Kurdish and Yazidi Women Take up Arms Against ISIS

The all-female unit in the Kurdish forces has played an important role in pushing back ISIS in northern Iraq.

Published
World
2 min read
Iraqi Kurdish female fighter Haseba Nauzad aim their weapon during a deployment near the frontline of the fight against Islamic State militants in Nawaran near Mosul, Iraq. (Photo: Reuters)

When the Islamic State swept into the northern Iraqi town of Sinjar in 2014, a few young Yazidi women took up arms against the militants attacking women and girls from their community.

They took eight of my neighbours and I saw they were killing the children.
Asema Dahir

Dressed in military fatigues, the 21-year-old is now part of an all-female unit in the Kurdish peshmerga forces, which have played an important role in pushing back Islamic State in northern Iraq.

Yazidi female fighter Asema Dahir, 21, poses with a teddy bear in a bedroom at a site near the frontline of the fight against Islamic State militants in Nawaran near Mosul, Iraq. (Photo: Reuters)
Yazidi female fighter Asema Dahir, 21, poses with a teddy bear in a bedroom at a site near the frontline of the fight against Islamic State militants in Nawaran near Mosul, Iraq. (Photo: Reuters)

The killing and enslaving of thousands from Iraq’s minority Yazidi community prompted the formation of this unusual 30-woman unit made up of Yazidis as well as Kurds from Iraq and neighbouring Syria.

For them, only one thing matters: revenge for the women raped, beaten and executed by the jihadist militants.

They killed my uncle and took my cousin’s wife who had only just married eight days earlier.
Asema Dahir

The bride, like thousands of other Yazidi women, is still being held by the militants.

During the firefights that raged across Sinjar in 2014, Dahir said she killed two Islamic State fighters before being shot in the leg.

Well-worn photographs of children and families tucked into the edge of mirrors or pressed onto walls in the women’s spartan barracks are reminders of what they have sacrificed to join the fight.

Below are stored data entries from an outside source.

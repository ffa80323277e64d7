use axum::{extract::State, http::StatusCode, Extension, Json};
use tracing::{info, instrument};

use super::types::{LoginRequest, ProfileResponse, RegisterRequest};
use crate::session::{SessionClaims, SessionResponse};
use crate::shared::{AppError, AppState};

/// HTTP handler for creating an account
///
/// POST /auth/register
#[instrument(name = "register", skip(state, request), fields(username = %request.username))]
pub async fn register(
    State(state): State<AppState>,
    Json(request): Json<RegisterRequest>,
) -> Result<(StatusCode, Json<ProfileResponse>), AppError> {
    let profile = state.user_service.register(request).await?;

    Ok((StatusCode::CREATED, Json(profile)))
}

/// HTTP handler for logging in
///
/// POST /auth/login
/// Returns the same token shape as a guest session
#[instrument(name = "login", skip(state, request), fields(username = %request.username))]
pub async fn login(
    State(state): State<AppState>,
    Json(request): Json<LoginRequest>,
) -> Result<Json<SessionResponse>, AppError> {
    let session = state.user_service.login(request).await?;

    Ok(Json(session))
}

/// HTTP handler for the caller's account profile
///
/// GET /profile (requires jwt_auth)
#[instrument(name = "profile", skip(state, claims))]
pub async fn profile(
    State(state): State<AppState>,
    Extension(claims): Extension<SessionClaims>,
) -> Result<Json<ProfileResponse>, AppError> {
    let profile = state.user_service.profile(&claims.username).await?;

    info!(username = %profile.username, "Profile served");
    Ok(Json(profile))
}
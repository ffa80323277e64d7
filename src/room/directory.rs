use async_trait::async_trait;
use chrono::{DateTime, Utc};

use crate::shared::AppError;

/// Liveness information the hub needs about a room
#[derive(Debug, Clone, Copy, PartialEq, Eq)]
pub struct RoomStatus {
    pub expires_at: DateTime<Utc>,
    pub ended: bool,
}

impl RoomStatus {
    /// A room is live while it is not ended and its expiry lies strictly in the future
    pub fn is_live_at(&self, now: DateTime<Utc>) -> bool {
        !self.ended && self.expires_at > now
    }
}

/// Read-only room lookup used on upgrade and by the sweeper
#[async_trait]
pub trait RoomDirectory: Send + Sync {
    /// Ok(None) when no room is registered under `join_code`
    async fn room_status(&self, join_code: &str) -> Result<Option<RoomStatus>, AppError>;
}
use std::sync::Arc;
use tokio::time::{timeout_at, Instant};
use tracing::{debug, info, warn};

use super::connection::{transport_closed, Connection};
use super::hub::RoomHub;
use super::socket::{Frame, FrameReader, SocketError};

/// Application-level heartbeat some clients send; it is never relayed
pub const HEARTBEAT: &[u8] = b"ping";

/// Pulls frames off the transport and broadcasts application payloads until
/// the transport fails, the peer closes, or the connection is shut down.
/// Always ends with a teardown.
pub(crate) async fn run_read_loop(
    hub: RoomHub,
    connection: Arc<Connection>,
    mut reader: Box<dyn FrameReader>,
) {
    let result = read_frames(&hub, &connection, reader.as_mut()).await;

    match result {
        Ok(()) => info!(
            room_id = %connection.room_id(),
            client_id = %connection.client_id(),
            "Read loop finished"
        ),
        Err(e) => warn!(
            room_id = %connection.room_id(),
            client_id = %connection.client_id(),
            error = %e,
            "Read loop failed"
        ),
    }

    hub.teardown(&connection).await;
}

async fn read_frames(
    hub: &RoomHub,
    connection: &Connection,
    reader: &mut dyn FrameReader,
) -> Result<(), SocketError> {
    let read_timeout = hub.config().read_timeout;
    let mut deadline = Instant::now() + read_timeout;
    let mut shutdown = connection.shutdown_signal();

    loop {
        let frame = tokio::select! {
            _ = transport_closed(&mut shutdown) => return Ok(()),
            received = timeout_at(deadline, reader.recv_frame()) => match received {
                Ok(frame) => frame?,
                Err(_) => return Err(SocketError::ReadTimeout(read_timeout)),
            },
        };

        match frame {
            None | Some(Frame::Close) => return Ok(()),
            Some(Frame::Pong(_)) => deadline = Instant::now() + read_timeout,
            // Protocol pings are answered by the transport itself
            Some(Frame::Ping(_)) => {}
            Some(data) => {
                let Some(payload) = data.into_payload() else {
                    continue;
                };
                if payload == HEARTBEAT {
                    debug!(client_id = %connection.client_id(), "Heartbeat ignored");
                    continue;
                }
                hub.broadcast(connection, payload).await;
            }
        }
    }
}
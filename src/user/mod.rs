// Public API - what other modules can use
pub use handlers::{login, profile, register};
pub use types::{LoginRequest, ProfileResponse, RegisterRequest};

// Internal modules
mod handlers;
pub mod models;
pub mod repository;
pub mod service;
mod types;
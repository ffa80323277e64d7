use axum::{extract::State, http::StatusCode, Extension, Json};
use tracing::{info, instrument};

use super::types::{SessionClaims, SessionResponse};
use crate::shared::{AppError, AppState};

/// HTTP handler for creating a new guest session
///
/// POST /session
/// Returns a JWT token as session_id and generated username
#[instrument(name = "create_session", skip(state))]
pub async fn create_session(
    State(state): State<AppState>,
) -> Result<Json<SessionResponse>, AppError> {
    let session = state.session_service.create_session().await?;

    info!(username = %session.username, "Session issued");

    Ok(Json(session))
}

/// HTTP handler for ending the caller's session
///
/// DELETE /session (requires jwt_auth)
#[instrument(name = "end_session", skip(state, claims))]
pub async fn end_session(
    State(state): State<AppState>,
    Extension(claims): Extension<SessionClaims>,
) -> Result<StatusCode, AppError> {
    state
        .session_service
        .revoke_session(&claims.session_id)
        .await?;

    Ok(StatusCode::NO_CONTENT)
}
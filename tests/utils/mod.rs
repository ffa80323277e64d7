pub mod assertions;
pub mod mocks;
pub mod setup;

// Re-export main utilities for use by test files
pub use assertions::wait_for_members;
#[allow(unused_imports)]
pub use mocks::{MockPeer, StubDirectory};
pub use setup::{TestSetupBuilder, ROOM};
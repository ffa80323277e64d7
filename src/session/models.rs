use chrono::{DateTime, Duration, Utc};
use serde::{Deserialize, Serialize};
use sqlx::FromRow;
use uuid::Uuid;

/// Database model for guest sessions table
#[derive(Debug, Clone, FromRow, Serialize, Deserialize)]
pub struct SessionModel {
    pub id: String,       // UUID v4 as string
    pub username: String, // Auto-generated pet name
    pub created_at: DateTime<Utc>,
    pub expires_at: DateTime<Utc>,
}

impl SessionModel {
    /// New session valid for `ttl` from now
    pub fn new(username: String, ttl: Duration) -> Self {
        let now = Utc::now();

        Self {
            id: Uuid::new_v4().to_string(),
            username,
            created_at: now,
            expires_at: now + ttl,
        }
    }

    pub fn is_expired(&self) -> bool {
        Utc::now() > self.expires_at
    }
}
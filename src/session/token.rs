use chrono::Duration;
use jsonwebtoken::{decode, encode, Algorithm, DecodingKey, EncodingKey, Header, Validation};
use tracing::{debug, instrument};

use super::models::SessionModel;
use super::types::SessionClaims;
use crate::config::usize_from_env;
use crate::shared::AppError;

const DEFAULT_SESSION_DAYS: usize = 7;
const MAX_SESSION_DAYS: usize = 365;

/// Signing keys and lifetime for guest session tokens (HS256)
#[derive(Clone)]
pub struct TokenConfig {
    encoding_key: EncodingKey,
    decoding_key: DecodingKey,
    validation: Validation,
    session_ttl: Duration,
}

impl TokenConfig {
    /// Reads `JWT_SECRET` and `SESSION_EXPIRATION_DAYS` (default 7)
    pub fn new() -> Self {
        let secret = std::env::var("JWT_SECRET")
            .unwrap_or_else(|_| "your-secret-key-change-in-production".to_string());
        let days = usize_from_env(
            "SESSION_EXPIRATION_DAYS",
            DEFAULT_SESSION_DAYS,
            MAX_SESSION_DAYS,
        );

        Self::build(&secret, session_ttl_days(days))
    }

    /// Fixed secret and default lifetime, independent of the environment
    pub fn with_secret(secret: &str) -> Self {
        Self::build(secret, session_ttl_days(DEFAULT_SESSION_DAYS))
    }

    fn build(secret: &str, session_ttl: Duration) -> Self {
        let mut validation = Validation::new(Algorithm::HS256);
        validation.leeway = 0;

        Self {
            encoding_key: EncodingKey::from_secret(secret.as_bytes()),
            decoding_key: DecodingKey::from_secret(secret.as_bytes()),
            validation,
            session_ttl,
        }
    }

    /// How long a freshly issued session stays valid
    pub fn session_ttl(&self) -> Duration {
        self.session_ttl
    }

    /// Signs a token for `session`; it expires together with the stored session
    #[instrument(skip(self, session), fields(session_id = %session.id))]
    pub fn create_token(&self, session: &SessionModel) -> Result<String, AppError> {
        let claims = SessionClaims {
            session_id: session.id.clone(),
            username: session.username.clone(),
            exp: session.expires_at.timestamp() as usize,
            iat: session.created_at.timestamp() as usize,
        };

        encode(&Header::new(Algorithm::HS256), &claims, &self.encoding_key).map_err(|e| {
            debug!(error = %e, "Failed to encode JWT token");
            AppError::JwtError(e.to_string())
        })
    }

    /// Checks signature and expiry and returns the embedded claims
    #[instrument(skip(self, token))]
    pub fn validate_token(&self, token: &str) -> Result<SessionClaims, AppError> {
        let data = decode::<SessionClaims>(token, &self.decoding_key, &self.validation).map_err(
            |e| {
                debug!(error = %e, "Failed to decode JWT token");
                AppError::JwtError(e.to_string())
            },
        )?;

        debug!(
            username = %data.claims.username,
            session_id = %data.claims.session_id,
            "JWT token decoded"
        );
        Ok(data.claims)
    }
}

fn session_ttl_days(days: usize) -> Duration {
    i64::try_from(days.min(MAX_SESSION_DAYS))
        .ok()
        .and_then(Duration::try_days)
        .unwrap_or_else(|| Duration::days(DEFAULT_SESSION_DAYS as i64))
}

impl Default for TokenConfig {
    fn default() -> Self {
        Self::new()
    }
}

Iraqi Kurdish female fighter Haseba Nauzad, 24, smokes a cigarette after having lunch at a site near the frontline of the fight against Islamic State militants in Nawaran near Mosul, Iraq. (Photo: Reuters)
Iraqi Kurdish female fighter Haseba Nauzad, 24, smokes a cigarette after having lunch at a site near the frontline of the fight against Islamic State militants in Nawaran near Mosul, Iraq. (Photo: Reuters)

Haseba Nauzad, the unit’s 24-year-old commander, lost her marriage. She was living with her husband in Turkey when Islamic State swept through northern Iraq and announced its so-called caliphate over areas that included traditional Kurdish lands.

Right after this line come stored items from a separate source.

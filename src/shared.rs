use axum::{
    http::StatusCode,
    response::{IntoResponse, Response},
    Json,
};
use serde_json::json;
use std::sync::Arc;
use thiserror::Error;

use crate::room::cleanup_task::CleanupConfig;
use crate::room::directory::RoomDirectory;
use crate::room::repository::RoomRepository;
use crate::session::service::SessionService;
use crate::user::service::UserService;
use crate::websockets::RoomHub;

/// Shared application state containing all dependencies
#[derive(Clone)]
pub struct AppState {
    pub session_service: Arc<SessionService>,
    pub user_service: Arc<UserService>,
    pub room_repository: Arc<dyn RoomRepository + Send + Sync>,
    /// Same store as `room_repository`, seen through the read-only status lookup
    pub room_directory: Arc<dyn RoomDirectory>,
    pub hub: RoomHub,
    pub cleanup_config: CleanupConfig,
}

impl AppState {
    pub fn new<R>(
        session_service: Arc<SessionService>,
        user_service: Arc<UserService>,
        room_repository: Arc<R>,
        hub: RoomHub,
        cleanup_config: CleanupConfig,
    ) -> Self
    where
        R: RoomRepository + RoomDirectory + Send + Sync + 'static,
    {
        Self {
            session_service,
            user_service,
            room_repository: room_repository.clone(),
            room_directory: room_repository,
            hub,
            cleanup_config,
        }
    }
}

#[derive(Error, Debug)]
pub enum AppError {
    #[error("Bad request: {0}")]
    BadRequest(String),

    #[error("JWT error: {0}")]
    JwtError(String),

    #[error("Unauthorized: {0}")]
    Unauthorized(String),

    #[error("Forbidden: {0}")]
    Forbidden(String),

    #[error("Database error: {0}")]
    DatabaseError(String),

    #[error("Not found: {0}")]
    NotFound(String),

    #[error("Conflict: {0}")]
    Conflict(String),

    #[error("Room unavailable: {0}")]
    RoomUnavailable(String),

    #[error("Internal server error")]
    Internal,
}

impl IntoResponse for AppError {
    fn into_response(self) -> Response {
        let (status, error_message) = match self {
            AppError::BadRequest(msg) => (StatusCode::BAD_REQUEST, msg),
            AppError::JwtError(msg) => (StatusCode::BAD_REQUEST, msg),
            AppError::Unauthorized(msg) => (StatusCode::UNAUTHORIZED, msg),
            AppError::Forbidden(msg) => (StatusCode::FORBIDDEN, msg),
            AppError::DatabaseError(msg) => (
                StatusCode::INTERNAL_SERVER_ERROR,
                format!("Database error: {}", msg),
            ),
            AppError::NotFound(msg) => (StatusCode::NOT_FOUND, msg),
            AppError::Conflict(msg) => (StatusCode::CONFLICT, msg),
            AppError::RoomUnavailable(msg) => (StatusCode::GONE, msg),
            AppError::Internal => (
                StatusCode::INTERNAL_SERVER_ERROR,
                "Internal server error".to_string(),
            ),
        };

        let body = Json(json!({
            "error": error_message
        }));

        (status, body).into_response()
    }
}
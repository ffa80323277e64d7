use std::time::Duration;

use crate::config::{secs_from_env, usize_from_env};

const MAX_OUTBOUND_CAPACITY: usize = 65_536;

/// Timing and buffering limits for every hub connection
#[derive(Debug, Clone)]
pub struct HubConfig {
    /// Pending messages a connection may hold before it is evicted as a slow consumer
    pub outbound_capacity: usize,
    /// How long a connection may stay silent before it is dropped (reset by pongs)
    pub read_timeout: Duration,
    /// Upper bound for a single frame write
    pub write_timeout: Duration,
    /// How often keep-alive pings are sent
    pub ping_interval: Duration,
}

impl Default for HubConfig {
    fn default() -> Self {
        Self {
            outbound_capacity: 256,
            read_timeout: Duration::from_secs(5 * 60), // 5 minutes
            write_timeout: Duration::from_secs(10),
            ping_interval: Duration::from_secs(30),
        }
    }
}

impl HubConfig {
    pub fn from_env() -> Self {
        let defaults = Self::default();

        Self {
            outbound_capacity: usize_from_env(
                "HUB_OUTBOUND_CAPACITY",
                defaults.outbound_capacity,
                MAX_OUTBOUND_CAPACITY,
            ),
            read_timeout: secs_from_env("HUB_READ_TIMEOUT_SECS", defaults.read_timeout),
            write_timeout: secs_from_env("HUB_WRITE_TIMEOUT_SECS", defaults.write_timeout),
            ping_interval: secs_from_env("HUB_PING_INTERVAL_SECS", defaults.ping_interval),
        }
    }
}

“I saw them raping my Kurdish sisters and I couldn’t accept this injustice,” Nauzad said.

Her husband wanted to pay human smugglers to take them to Europe along with more than a million others fleeing conflict in the region, but she insisted on going home to fight the Islamists.

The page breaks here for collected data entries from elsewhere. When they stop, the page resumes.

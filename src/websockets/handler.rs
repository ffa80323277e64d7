use axum::{
    extract::{ws::rejection::WebSocketUpgradeRejection, Query, State, WebSocketUpgrade},
    response::{IntoResponse, Response},
};
use chrono::Utc;
use futures::stream::StreamExt;
use serde::Deserialize;
use tracing::{info, instrument, warn};

use crate::shared::{AppError, AppState};

/// Query parameters of the upgrade request
#[derive(Debug, Deserialize)]
pub struct ConnectParams {
    pub join_code: String,
    /// Client identifier, unique within the room
    pub id: String,
}

/// WebSocket endpoint for joining a room's relay
/// GET /ws?join_code={code}&id={client_id}
///
/// The room is checked against the directory before upgrading; unknown rooms
/// get 404 and ended or expired rooms get 410.
#[instrument(name = "websocket_upgrade", skip(ws, state))]
pub async fn websocket_handler(
    ws: Result<WebSocketUpgrade, WebSocketUpgradeRejection>,
    Query(params): Query<ConnectParams>,
    State(state): State<AppState>,
) -> Result<Response, AppError> {
    let ConnectParams { join_code, id } = params;

    if join_code.is_empty() || id.is_empty() {
        warn!("Upgrade rejected, missing join code or client id");
        return Err(AppError::BadRequest(
            "join_code and id are required".to_string(),
        ));
    }

    ensure_room_is_live(&state, &join_code).await?;

    info!(
        room_id = %join_code,
        client_id = %id,
        "Room verified, establishing WebSocket connection"
    );

    let ws = match ws {
        Ok(ws) => ws,
        Err(rejection) => {
            warn!(room_id = %join_code, error = %rejection, "Request is not a WebSocket upgrade");
            return Ok(rejection.into_response());
        }
    };

    let hub = state.hub.clone();
    Ok(ws.on_upgrade(move |socket| async move {
        let (sink, stream) = socket.split();
        hub.admit(join_code, id, Box::new(stream), Box::new(sink))
            .await;
    }))
}

/// Admission check: the room must exist, must not be ended and must not have expired
pub(crate) async fn ensure_room_is_live(state: &AppState, join_code: &str) -> Result<(), AppError> {
    let lookup_timeout = state.cleanup_config.lookup_timeout;
    let status = tokio::time::timeout(lookup_timeout, state.room_directory.room_status(join_code))
        .await
        .map_err(|_| {
            warn!(room_id = %join_code, "Room lookup timed out during admission");
            AppError::Internal
        })??;

    match status {
        None => {
            warn!(room_id = %join_code, "Room not found, rejecting WebSocket connection");
            Err(AppError::NotFound("Room not found".to_string()))
        }
        Some(status) if !status.is_live_at(Utc::now()) => {
            warn!(
                room_id = %join_code,
                ended = status.ended,
                expires_at = %status.expires_at,
                "Room is no longer live, rejecting WebSocket connection"
            );
            Err(AppError::RoomUnavailable(
                "Room has ended or expired".to_string(),
            ))
        }
        Some(_) => Ok(()),
    }
}

#[cfg(test)]
mod tests {
    use super::*;
    use crate::room::directory::{RoomDirectory, RoomStatus};
    use crate::room::models::RoomModel;
    use crate::room::repository::{CreateRoomResult, InMemoryRoomRepository, RoomRepository};
    use crate::shared::test_utils::AppStateBuilder;
    use async_trait::async_trait;
    use axum::{
        body::Body,
        http::{Request, StatusCode},
        Router,
    };
    use chrono::Duration;
    use std::sync::Arc;
    use tower::ServiceExt; // for `oneshot`

    /// Room store whose database is unreachable
    struct OfflineRooms;

    #[async_trait]
    impl RoomRepository for OfflineRooms {
        async fn create_room(&self, _room: &RoomModel) -> Result<CreateRoomResult, AppError> {
            Err(AppError::DatabaseError("connection refused".to_string()))
        }

        async fn get_room_by_join_code(
            &self,
            _join_code: &str,
        ) -> Result<Option<RoomModel>, AppError> {
            Err(AppError::DatabaseError("connection refused".to_string()))
        }

        async fn end_room(&self, _join_code: &str) -> Result<RoomModel, AppError> {
            Err(AppError::DatabaseError("connection refused".to_string()))
        }
    }

    #[async_trait]
    impl RoomDirectory for OfflineRooms {
        async fn room_status(&self, _join_code: &str) -> Result<Option<RoomStatus>, AppError> {
            Err(AppError::DatabaseError("connection refused".to_string()))
        }
    }

    async fn app_with_room(room: Option<RoomModel>) -> Router {
        let repo = Arc::new(InMemoryRoomRepository::new());
        if let Some(room) = room {
            repo.create_room(&room).await.unwrap();
        }
        let state = AppStateBuilder::new().with_room_repository(repo).build();

        Router::new()
            .route("/ws", axum::routing::get(websocket_handler))
            .with_state(state)
    }

    fn upgrade_request(uri: &str) -> Request<Body> {
        Request::builder()
            .method("GET")
            .uri(uri)
            .header("connection", "upgrade")
            .header("upgrade", "websocket")
            .header("sec-websocket-version", "13")
            .header("sec-websocket-key", "dGhlIHNhbXBsZSBub25jZQ==")
            .body(Body::empty())
            .unwrap()
    }

    #[tokio::test]
    async fn test_unknown_room_is_rejected() {
        let app = app_with_room(None).await;

        let response = app
            .oneshot(upgrade_request("/ws?join_code=NOPE1&id=alice"))
            .await
            .unwrap();

        assert_eq!(response.status(), StatusCode::NOT_FOUND);
    }

    #[tokio::test]
    async fn test_expired_room_is_rejected() {
        let mut room = RoomModel::new(
            "standup".to_string(),
            "host".to_string(),
            Utc::now() + Duration::minutes(10),
        );
        room.join_code = "OLD01".to_string();
        room.expires_at = Utc::now() - Duration::minutes(1);
        let app = app_with_room(Some(room)).await;

        let response = app
            .oneshot(upgrade_request("/ws?join_code=OLD01&id=alice"))
            .await
            .unwrap();

        assert_eq!(response.status(), StatusCode::GONE);
    }

    #[tokio::test]
    async fn test_ended_room_is_rejected() {
        let mut room = RoomModel::new(
            "standup".to_string(),
            "host".to_string(),
            Utc::now() + Duration::minutes(10),
        );
        room.join_code = "DONE1".to_string();
        room.end();
        let app = app_with_room(Some(room)).await;

        let response = app
            .oneshot(upgrade_request("/ws?join_code=DONE1&id=alice"))
            .await
            .unwrap();

        assert_eq!(response.status(), StatusCode::GONE);
    }

    #[tokio::test]
    async fn test_missing_client_id_is_rejected() {
        let app = app_with_room(None).await;

        let response = app
            .oneshot(upgrade_request("/ws?join_code=ABCDE&id="))
            .await
            .unwrap();

        assert_eq!(response.status(), StatusCode::BAD_REQUEST);
    }

    #[tokio::test]
    async fn test_live_room_reaches_upgrade() {
        let mut room = RoomModel::new(
            "standup".to_string(),
            "host".to_string(),
            Utc::now() + Duration::minutes(10),
        );
        room.join_code = "LIVE1".to_string();
        let app = app_with_room(Some(room)).await;

        let response = app
            .oneshot(upgrade_request("/ws?join_code=LIVE1&id=alice"))
            .await
            .unwrap();

        // Admission passed; without a real connection the upgrade itself is refused
        assert_eq!(response.status(), StatusCode::UPGRADE_REQUIRED);
    }

    #[tokio::test]
    async fn test_live_room_passes_admission_check() {
        let mut room = RoomModel::new(
            "standup".to_string(),
            "host".to_string(),
            Utc::now() + Duration::minutes(10),
        );
        room.join_code = "LIVE1".to_string();
        let repo = Arc::new(InMemoryRoomRepository::new());
        repo.create_room(&room).await.unwrap();
        let state = AppStateBuilder::new().with_room_repository(repo).build();

        assert!(ensure_room_is_live(&state, "LIVE1").await.is_ok());
        assert!(matches!(
            ensure_room_is_live(&state, "OTHER").await,
            Err(AppError::NotFound(_))
        ));
    }

    #[tokio::test]
    async fn test_directory_failure_is_server_error() {
        let state = AppStateBuilder::new()
            .with_room_repository(Arc::new(OfflineRooms))
            .build();
        let app = Router::new()
            .route("/ws", axum::routing::get(websocket_handler))
            .with_state(state);

        let response = app
            .oneshot(upgrade_request("/ws?join_code=ABCDE&id=alice"))
            .await
            .unwrap();

        assert_eq!(response.status(), StatusCode::INTERNAL_SERVER_ERROR);
    }
}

I put my personal life aside, and I came to defend my Kurdish sisters and mothers and stand against this enemy. If a man can carry a weapon, a woman can do the same
Haseba Nauzad

She has lost contact with her husband since he arrived in Germany.

Yazidi female fighters in pickup truck during a deployment near the frontline of the fight against Islamic State militants in Nawaran near Mosul, Iraq. (Photo: Reuters)
Yazidi female fighters in pickup truck during a deployment near the frontline of the fight against Islamic State militants in Nawaran near Mosul, Iraq. (Photo: Reuters)

The women in the unit are convinced Islamic State militants are scared of women fighters “because they think if they are killed by a woman, they will not go to heaven,” said Nauzad.

This story encourages more women to join the fight.